Educado y locuaz, muestra en todas sus respuestas el proverbial sentido del humor británico que él define como "la mejor manera de abordar las cosas más serias de la vida", Barnes reflexiona también sobre la muerte, "ese pacto implícito en el contrato que firmamos nada más nacer y que, no obstante, nos empeñamos en mantener al margen de nuestra vida". Y el desencadenante que le llevó a profundizar, una vez más, en el sentido de la muerte en estas páginas fue un impactante hecho que le ocurrió poco antes de ponerse a escribir esta novela. Un día, en el metro de Londres, se encontró a un amigo del colegio. Tras un rato de charla en el que se pusieron al día de sus respectivas vidas, Barnes le preguntó por Brilliant, otro compañero de infancia al que siempre había admirado por su proverbial inteligencia. Y el impacto fue terrible cuándo el amigo le informó que Brilliant se había suicidado hacía veinticinco años. "Me impresionó muchísimo enterarme de que ese amigo al que yo recordaba muy a menudo y que seguía vivo en mi memoria, llevaba más de veinte años muerto. Y ese episodio inspiró el suicidio de uno de los personajes de mi novela", aclara el autor. "Llevo pensando en la muerte desde que tenía 12 años (añade) y no he alcanzado ninguna conclusión ni he descubierto nada interesante".
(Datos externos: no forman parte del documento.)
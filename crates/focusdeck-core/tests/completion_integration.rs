//! Integration tests for the completion pipeline.
//!
//! Drives the engine with a manual clock through expiry, hidden-host
//! reconciliation and competing triggers, and checks what reaches the
//! persistence writer and the SQLite gateway.

use std::sync::{Arc, Mutex};

use focusdeck_core::error::DispatchError;
use focusdeck_core::timer::{
    Collaborators, CompletedSession, CompletionDispatcher, LogCuePlayer, ManualClock, Notifier,
};
use focusdeck_core::{
    Database, Event, Mode, PersistenceWriter, SqliteGateway, TimerEngine, TimerSettings,
    TimerState, Visibility,
};

#[derive(Default)]
struct CountingDispatcher {
    sessions: Mutex<Vec<CompletedSession>>,
}

impl CompletionDispatcher for CountingDispatcher {
    fn dispatch(&self, session: CompletedSession) -> Result<(), DispatchError> {
        self.sessions.lock().unwrap().push(session);
        Ok(())
    }
}

#[derive(Default)]
struct Notes(Mutex<Vec<String>>);

impl Notifier for Notes {
    fn notify(&self, title: &str, _description: &str) {
        self.0.lock().unwrap().push(title.to_string());
    }
}

fn settings() -> TimerSettings {
    TimerSettings {
        work_duration: 25,
        break_duration: 5,
        long_break_duration: 15,
        sessions_until_long_break: 4,
        auto_start_breaks: false,
        auto_start_focus: false,
    }
}

/// A running work session with `remaining` seconds left.
fn running_engine(
    settings: TimerSettings,
    remaining: u64,
) -> (TimerEngine, ManualClock, Arc<CountingDispatcher>) {
    let mut state = TimerState::new(&settings);
    state.time_remaining = remaining;
    let clock = ManualClock::new(1_700_000_000_000);
    let dispatcher = Arc::new(CountingDispatcher::default());
    let mut engine = TimerEngine::restore(state, settings)
        .with_clock(Arc::new(clock.clone()))
        .with_collaborators(Collaborators {
            dispatcher: dispatcher.clone(),
            cue: Arc::new(LogCuePlayer::default()),
            notifier: Arc::new(Notes::default()),
        });
    engine.start();
    (engine, clock, dispatcher)
}

#[test]
fn hidden_45_seconds_reconciles_without_completing() {
    let (mut engine, clock, dispatcher) = running_engine(settings(), 100);
    engine.set_visibility(Visibility::Hidden);
    clock.advance_secs(45);
    engine.set_visibility(Visibility::Visible);

    assert_eq!(engine.time_remaining(), 55);
    assert!(engine.is_running());
    assert!(dispatcher.sessions.lock().unwrap().is_empty());
}

#[test]
fn hidden_150_seconds_completes_exactly_once() {
    let (mut engine, clock, dispatcher) = running_engine(settings(), 100);
    engine.set_visibility(Visibility::Hidden);
    clock.advance_secs(150);
    let ev = engine.set_visibility(Visibility::Visible);

    assert!(matches!(
        ev,
        Some(Event::SessionCompleted {
            mode: Mode::Work,
            next_mode: Mode::Break,
            ..
        })
    ));
    assert_eq!(dispatcher.sessions.lock().unwrap().len(), 1);
    assert_eq!(engine.mode(), Mode::Break);

    // The tick that would have seen zero arrives late and finds nothing to do.
    clock.advance_ms(10);
    assert!(engine.tick().is_none());
    assert_eq!(dispatcher.sessions.lock().unwrap().len(), 1);
}

#[test]
fn tick_and_visibility_at_zero_complete_once() {
    for auto_start_breaks in [false, true] {
        let (mut engine, clock, dispatcher) = running_engine(
            TimerSettings {
                auto_start_breaks,
                ..settings()
            },
            3,
        );
        engine.set_visibility(Visibility::Hidden);
        clock.advance_secs(3);
        engine.tick();
        engine.set_visibility(Visibility::Visible);

        assert_eq!(
            dispatcher.sessions.lock().unwrap().len(),
            1,
            "auto_start_breaks = {auto_start_breaks}"
        );
        assert_eq!(engine.mode(), Mode::Break);
        assert_eq!(engine.time_remaining(), 5 * 60);
        assert_eq!(engine.is_running(), auto_start_breaks);
    }
}

#[test]
fn visibility_then_tick_at_zero_complete_once() {
    let (mut engine, clock, dispatcher) = running_engine(
        TimerSettings {
            auto_start_breaks: true,
            ..settings()
        },
        3,
    );
    engine.set_visibility(Visibility::Hidden);
    clock.advance_secs(3);
    engine.set_visibility(Visibility::Visible);
    engine.tick();

    assert_eq!(dispatcher.sessions.lock().unwrap().len(), 1);
    assert_eq!(engine.time_remaining(), 5 * 60);
}

#[test]
fn long_break_after_fourth_session() {
    let (mut engine, clock, dispatcher) = running_engine(settings(), 25 * 60);
    let mut next_modes = Vec::new();
    for _ in 0..8 {
        if !engine.is_running() {
            engine.start();
        }
        clock.advance_secs(engine.time_remaining());
        if let Some(Event::SessionCompleted { next_mode, .. }) = engine.tick() {
            next_modes.push(next_mode);
        }
    }
    assert_eq!(
        next_modes,
        vec![
            Mode::Break,
            Mode::Work,
            Mode::Break,
            Mode::Work,
            Mode::Break,
            Mode::Work,
            Mode::LongBreak,
            Mode::Work,
        ]
    );
    let sessions = dispatcher.sessions.lock().unwrap();
    assert_eq!(sessions.len(), 8);
    assert_eq!(sessions[7].mode, Mode::LongBreak);
    assert_eq!(sessions[7].duration_secs, 15 * 60);
}

#[tokio::test]
async fn completed_work_session_lands_in_sqlite() {
    let gateway = Arc::new(SqliteGateway::new(Database::open_memory().unwrap()));
    let notes = Arc::new(Notes::default());
    let (dispatcher, writer) =
        PersistenceWriter::channel(Some("alice".into()), gateway.clone(), notes.clone());
    let writer = writer.spawn();

    let clock = ManualClock::new(1_700_000_000_000);
    let mut engine = TimerEngine::new(settings())
        .with_clock(Arc::new(clock.clone()))
        .with_collaborators(Collaborators {
            dispatcher: Arc::new(dispatcher),
            cue: Arc::new(LogCuePlayer::default()),
            notifier: notes.clone(),
        });

    engine.start();
    clock.advance_secs(25 * 60);
    assert!(matches!(engine.tick(), Some(Event::SessionCompleted { .. })));
    drop(engine);

    let report = writer.await.unwrap();
    assert_eq!(report.saved, 1);
    assert_eq!(report.failed, 0);

    let (recent, days) = gateway.with_db(|db| {
        (
            db.recent_sessions("alice", 5).unwrap(),
            db.daily_stats("alice", 100_000).unwrap(),
        )
    });
    assert_eq!(recent.len(), 1);
    assert_eq!(recent[0].mode, Mode::Work);
    assert_eq!(recent[0].duration_secs, 25 * 60);
    assert!(recent[0].started_at.is_some());
    // Stamped with the engine clock, not the time the writer ran.
    assert_eq!(
        recent[0].completed_at.timestamp_millis(),
        1_700_000_000_000 + 25 * 60 * 1000
    );
    assert_eq!(days.len(), 1);
    assert_eq!(days[0].day, recent[0].completed_at.date_naive());
    assert_eq!(days[0].work_minutes, 25);
    assert_eq!(
        notes.0.lock().unwrap().as_slice(),
        &["Focus session complete!".to_string()]
    );
}

#[tokio::test]
async fn closed_writer_aborts_completion() {
    let gateway = Arc::new(SqliteGateway::new(Database::open_memory().unwrap()));
    let (dispatcher, writer) = PersistenceWriter::channel(
        Some("alice".into()),
        gateway,
        Arc::new(Notes::default()),
    );
    drop(writer);

    let clock = ManualClock::new(0);
    let mut engine = TimerEngine::new(settings())
        .with_clock(Arc::new(clock.clone()))
        .with_collaborators(Collaborators {
            dispatcher: Arc::new(dispatcher),
            ..Collaborators::default()
        });
    engine.start();
    clock.advance_secs(25 * 60);

    assert!(matches!(
        engine.tick(),
        Some(Event::CompletionAborted { mode: Mode::Work, .. })
    ));
    assert_eq!(engine.mode(), Mode::Work);
    assert!(!engine.is_running());
    assert_eq!(engine.time_remaining(), 0);
}
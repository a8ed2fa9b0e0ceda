//! Wall-clock sources for the engine.
//!
//! The engine never reads the system time directly; it asks a [`Clock`].
//! Tests drive a [`ManualClock`] to simulate suspension gaps.

use std::sync::atomic::{AtomicU64, Ordering};
use std::sync::Arc;

use chrono::{DateTime, Utc};

pub trait Clock: Send + Sync {
    /// Milliseconds since the Unix epoch.
    fn now_ms(&self) -> u64;

    fn now(&self) -> DateTime<Utc> {
        epoch_ms_to_datetime(self.now_ms())
    }
}

/// The real system clock.
#[derive(Debug, Clone, Copy, Default)]
pub struct SystemClock;

impl Clock for SystemClock {
    fn now_ms(&self) -> u64 {
        std::time::SystemTime::now()
            .duration_since(std::time::UNIX_EPOCH)
            .unwrap_or_default()
            .as_millis() as u64
    }
}

/// A clock that only moves when told to. Clones share the same time.
#[derive(Debug, Clone, Default)]
pub struct ManualClock {
    now_ms: Arc<AtomicU64>,
}

impl ManualClock {
    pub fn new(start_ms: u64) -> Self {
        Self {
            now_ms: Arc::new(AtomicU64::new(start_ms)),
        }
    }

    pub fn advance_ms(&self, ms: u64) {
        self.now_ms.fetch_add(ms, Ordering::SeqCst);
    }

    pub fn advance_secs(&self, secs: u64) {
        self.advance_ms(secs.saturating_mul(1000));
    }
}

impl Clock for ManualClock {
    fn now_ms(&self) -> u64 {
        self.now_ms.load(Ordering::SeqCst)
    }
}

pub(crate) fn epoch_ms_to_datetime(ms: u64) -> DateTime<Utc> {
    DateTime::from_timestamp_millis(ms as i64).unwrap_or_default()
}

#[cfg(test)]
mod tests {
    use super::*;

    #[test]
    fn manual_clock_clones_share_time() {
        let clock = ManualClock::new(1_000);
        let other = clock.clone();
        clock.advance_secs(2);
        assert_eq!(other.now_ms(), 3_000);
    }

    #[test]
    fn system_clock_is_after_2020() {
        assert!(SystemClock.now().timestamp() > 1_577_836_800);
    }
}
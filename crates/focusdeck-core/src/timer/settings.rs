use serde::{Deserialize, Serialize};

use super::Mode;
use crate::error::ValidationError;

/// Durations and behavior flags consumed by the timer engine.
///
/// Durations are expressed in minutes, the way users edit them.
#[derive(Debug, Clone, Copy, PartialEq, Eq, Serialize, Deserialize)]
pub struct TimerSettings {
    #[serde(default = "default_work_duration")]
    pub work_duration: u32,
    #[serde(default = "default_break_duration")]
    pub break_duration: u32,
    #[serde(default = "default_long_break_duration")]
    pub long_break_duration: u32,
    #[serde(default = "default_sessions_until_long_break")]
    pub sessions_until_long_break: u32,
    /// Start the break automatically once a work session completes.
    #[serde(default)]
    pub auto_start_breaks: bool,
    /// Start the next work session automatically once a break completes.
    #[serde(default)]
    pub auto_start_focus: bool,
}

fn default_work_duration() -> u32 {
    25
}
fn default_break_duration() -> u32 {
    5
}
fn default_long_break_duration() -> u32 {
    15
}
fn default_sessions_until_long_break() -> u32 {
    4
}

impl Default for TimerSettings {
    fn default() -> Self {
        Self {
            work_duration: default_work_duration(),
            break_duration: default_break_duration(),
            long_break_duration: default_long_break_duration(),
            sessions_until_long_break: default_sessions_until_long_break(),
            auto_start_breaks: false,
            auto_start_focus: false,
        }
    }
}

impl TimerSettings {
    /// Duration of `mode` in minutes.
    pub fn duration_min(&self, mode: Mode) -> u32 {
        match mode {
            Mode::Work => self.work_duration,
            Mode::Break => self.break_duration,
            Mode::LongBreak => self.long_break_duration,
        }
    }

    /// Duration of `mode` in seconds.
    ///
    /// Uses saturating arithmetic to prevent overflow with large values.
    pub fn duration_secs(&self, mode: Mode) -> u64 {
        u64::from(self.duration_min(mode)).saturating_mul(60)
    }

    /// Whether completing `finished` should start the following mode on its own.
    pub fn auto_starts_after(&self, finished: Mode) -> bool {
        match finished {
            Mode::Work => self.auto_start_breaks,
            Mode::Break | Mode::LongBreak => self.auto_start_focus,
        }
    }

    /// Reject settings the engine cannot run with.
    pub fn validate(&self) -> Result<(), ValidationError> {
        for (field, value) in [
            ("work_duration", self.work_duration),
            ("break_duration", self.break_duration),
            ("long_break_duration", self.long_break_duration),
            ("sessions_until_long_break", self.sessions_until_long_break),
        ] {
            if value == 0 {
                return Err(ValidationError::InvalidValue {
                    field: field.into(),
                    message: "must be at least 1".into(),
                });
            }
        }
        Ok(())
    }
}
La vejez y el paso del tiempo, otro de los temas capitales de la obra de este escritor, se asoman a estas páginas homenajeando, una vez más, a su admirado Gustave Flaubert. "A medida que envejecemos el corazón se nos va desnudando, como los árboles", escribió el autor francés. Y ese pensamiento, que ya aparecía citado en El loro de Flaubert, flota también entre las líneas de El sentido de un final. "La vejez es otro de los grandes miedos de la sociedad moderna. A medida que envejecemos el contraste entre lo que creímos que sucedería en nuestras vidas y lo que realmente ha pasado se hace grande y aparecen el arrepentimiento y el sentimiento de culpa. La sociedad nos presenta, además, una ilusión de la vida humana como algo que cada uno puede crear personalmente, que está bajo nuestro propio control, y eso es mentira. La pena es que no lo descubrimos hasta que es tarde".